08:34 am June 20, 2019

AWESOME!

Thanks for sharing, Bouke


09:09 am June 20, 2019

I myself can really relate to this story, since I came from a Dev background and went on to SM and coaching myself.

I don't see mastery as a proper translation, or complacency as a risk in the general terminology of Scrum master though.

One of the dictionary explanations of the word "master" is " to become skilled or proficient in the use of " which is exactly what it is to me.

Thankfully, the Continuous Improvement / Inspect & Adapt is there to make sure we never achieve perfection ;)


09:37 am June 20, 2019

Wow, thanks for reading and complimenting! :)

Would you be willing to help me find ways to improve? If so, can you tell me something you liked or disliked about my efforts as a Scrum Master? Or maybe just about my style of writing/storytelling?


09:42 am June 20, 2019

(My previous post was an answer to Eugene, although the question goes to Xander as well.)

Thanks Xander! Yes, I understand that definition and it's the one I use. But explaining Scrum to people I have more than once been asked: so... why do you call yourself a Master? Apparently it can come across as arrogant :) Note that I mostly work with Dutch people in Dutch cultures, and calling yourself a master of something may be culturally nuanced.

However, being asked about this is a great opportunity to "click" into the teacher stance and explain the roles and accountabilities to people, in hopes of disinclining them to see it as the "buzz word circus" I spoke of in my story.


02:48 pm June 21, 2019

Wow, thanks for reading and complimenting! :)

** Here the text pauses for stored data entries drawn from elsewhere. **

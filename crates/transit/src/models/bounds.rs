//! Geographic bounding boxes used for viewport queries.

use geo::{Coord, Point, Rect};

/// An axis-aligned latitude/longitude box.
#[derive(Clone, Copy, Debug, PartialEq)]
pub struct BoundingBox {
    pub min_latitude: f64,
    pub min_longitude: f64,
    pub max_latitude: f64,
    pub max_longitude: f64,
}

impl BoundingBox {
    /// Build from any two opposite corners; the result is normalised.
    pub fn from_corners(a: Point, b: Point) -> Self {
        Self {
            min_latitude: a.y().min(b.y()),
            min_longitude: a.x().min(b.x()),
            max_latitude: a.y().max(b.y()),
            max_longitude: a.x().max(b.x()),
        }
    }

    /// Inclusive on all edges.
    pub fn contains(&self, point: Point) -> bool {
        (self.min_latitude..=self.max_latitude).contains(&point.y())
            && (self.min_longitude..=self.max_longitude).contains(&point.x())
    }

    pub fn to_rect(&self) -> Rect {
        Rect::new(
            Coord {
                x: self.min_longitude,
                y: self.min_latitude,
            },
            Coord {
                x: self.max_longitude,
                y: self.max_latitude,
            },
        )
    }
}

impl From<Rect> for BoundingBox {
    fn from(rect: Rect) -> Self {
        Self::from_corners(rect.min().into(), rect.max().into())
    }
}
//! Diff an incoming stop set against the live registry.

use std::collections::HashSet;

use stopmap_transit::{Stop, StopIdentifier};
use tracing::{debug, trace};

use crate::icon::IconCache;
use crate::marker::MarkerRegistry;
use crate::selection::SelectionManager;
use crate::surface::Surfaces;

#[derive(Clone, Debug, Default, PartialEq, Eq)]
pub struct ReconcileSummary {
    pub added: Vec<StopIdentifier>,
    pub removed: Vec<StopIdentifier>,
    pub retained: usize,
}

/// Replace `previous` with a registry whose key set is exactly the ids of
/// `incoming`.
///
/// - ids in both keep their marker untouched (same [`MarkerId`], icon and
///   highlight), even if the stop's other fields changed;
/// - new ids get a fresh marker with an icon from `icons`;
/// - missing ids are removed from the map. If the selected stop is among
///   them, the selection is cleared first.
///
/// Duplicate ids in `incoming` keep their first occurrence.
///
/// [`MarkerId`]: crate::marker::MarkerId
pub fn reconcile(
    mut previous: MarkerRegistry,
    incoming: Vec<Stop>,
    icons: &mut IconCache,
    selection: &mut SelectionManager,
    surfaces: &mut Surfaces<'_>,
) -> (MarkerRegistry, ReconcileSummary) {
    let mut seen = HashSet::with_capacity(incoming.len());
    let incoming: Vec<Stop> = incoming
        .into_iter()
        .filter(|stop| {
            let first = seen.insert(stop.id.clone());
            if !first {
                trace!(stop = %stop.id, "duplicate stop in refresh result");
            }
            first
        })
        .collect();

    let mut removed: Vec<StopIdentifier> = previous
        .markers
        .keys()
        .filter(|id| !seen.contains(*id))
        .cloned()
        .collect();
    removed.sort();

    let selected_removed = selection
        .selected_stop()
        .is_some_and(|selected| removed.contains(selected));
    if selected_removed {
        if let Some(stop) = selection.clear(&mut previous, surfaces) {
            debug!(stop = %stop, "selected stop left the viewport");
        }
    }

    let mut next = MarkerRegistry::with_ids_from(&previous, incoming.len());
    for id in &removed {
        if let Some(marker) = previous.markers.remove(id) {
            surfaces.map.remove_marker(&marker);
        }
    }

    let mut summary = ReconcileSummary {
        removed,
        ..Default::default()
    };

    for stop in incoming {
        if let Some(marker) = previous.markers.remove(&stop.id) {
            next.markers.insert(stop.id, marker);
            summary.retained += 1;
            continue;
        }

        let icon = icons.get_or_create(&stop.transport_modes);
        let id = stop.id.clone();
        let marker = next.create(stop, icon);
        surfaces.map.add_marker(&marker);
        next.markers.insert(id.clone(), marker);
        summary.added.push(id);
    }

    (next, summary)
}
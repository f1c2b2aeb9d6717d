//! GraphQL documents sent to the journey planner API.

use serde::Serialize;
use serde_json::{Value, json};
use stopmap_transit::{BoundingBox, StopIdentifier};

pub const STOPS_IN_BOUNDS: &str = r#"
query StopsInBounds(
    $minimumLatitude: Float!
    $minimumLongitude: Float!
    $maximumLatitude: Float!
    $maximumLongitude: Float!
) {
    stopPlacesByBbox(
        minimumLatitude: $minimumLatitude
        minimumLongitude: $minimumLongitude
        maximumLatitude: $maximumLatitude
        maximumLongitude: $maximumLongitude
    ) {
        id
        name
        latitude
        longitude
        transportMode
    }
}
"#;

pub const STOP_DETAIL: &str = r#"
query StopDetail($id: String!) {
    stopPlace(id: $id) {
        id
        name
        transportMode
        quays {
            lines {
                publicCode
                authority {
                    name
                }
            }
        }
    }
}
"#;

#[derive(Debug, Serialize)]
pub struct GraphQlRequest {
    pub query: &'static str,
    pub variables: Value,
}

impl GraphQlRequest {
    pub fn stops_in_bounds(bounds: &BoundingBox) -> Self {
        Self {
            query: STOPS_IN_BOUNDS,
            variables: json!({
                "minimumLatitude": bounds.min_latitude,
                "minimumLongitude": bounds.min_longitude,
                "maximumLatitude": bounds.max_latitude,
                "maximumLongitude": bounds.max_longitude,
            }),
        }
    }

    pub fn stop_detail(stop_id: &StopIdentifier) -> Self {
        Self {
            query: STOP_DETAIL,
            variables: json!({ "id": stop_id.as_str() }),
        }
    }
}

Would you be willing to help me find ways to improve? If so, can you tell me something you liked or disliked about my efforts as a Scrum Master? Or maybe just about my style of writing/storytelling?

 

The pleasure's all mine :)

I don't know if I can point out to any specific improvement idea. I am, however, able to point to your humble approach, reasonableness, appreciation of empiricism, team spirit awareness. Above all, I liked one word from the title: growing. Says a lot about your commitment and intentions.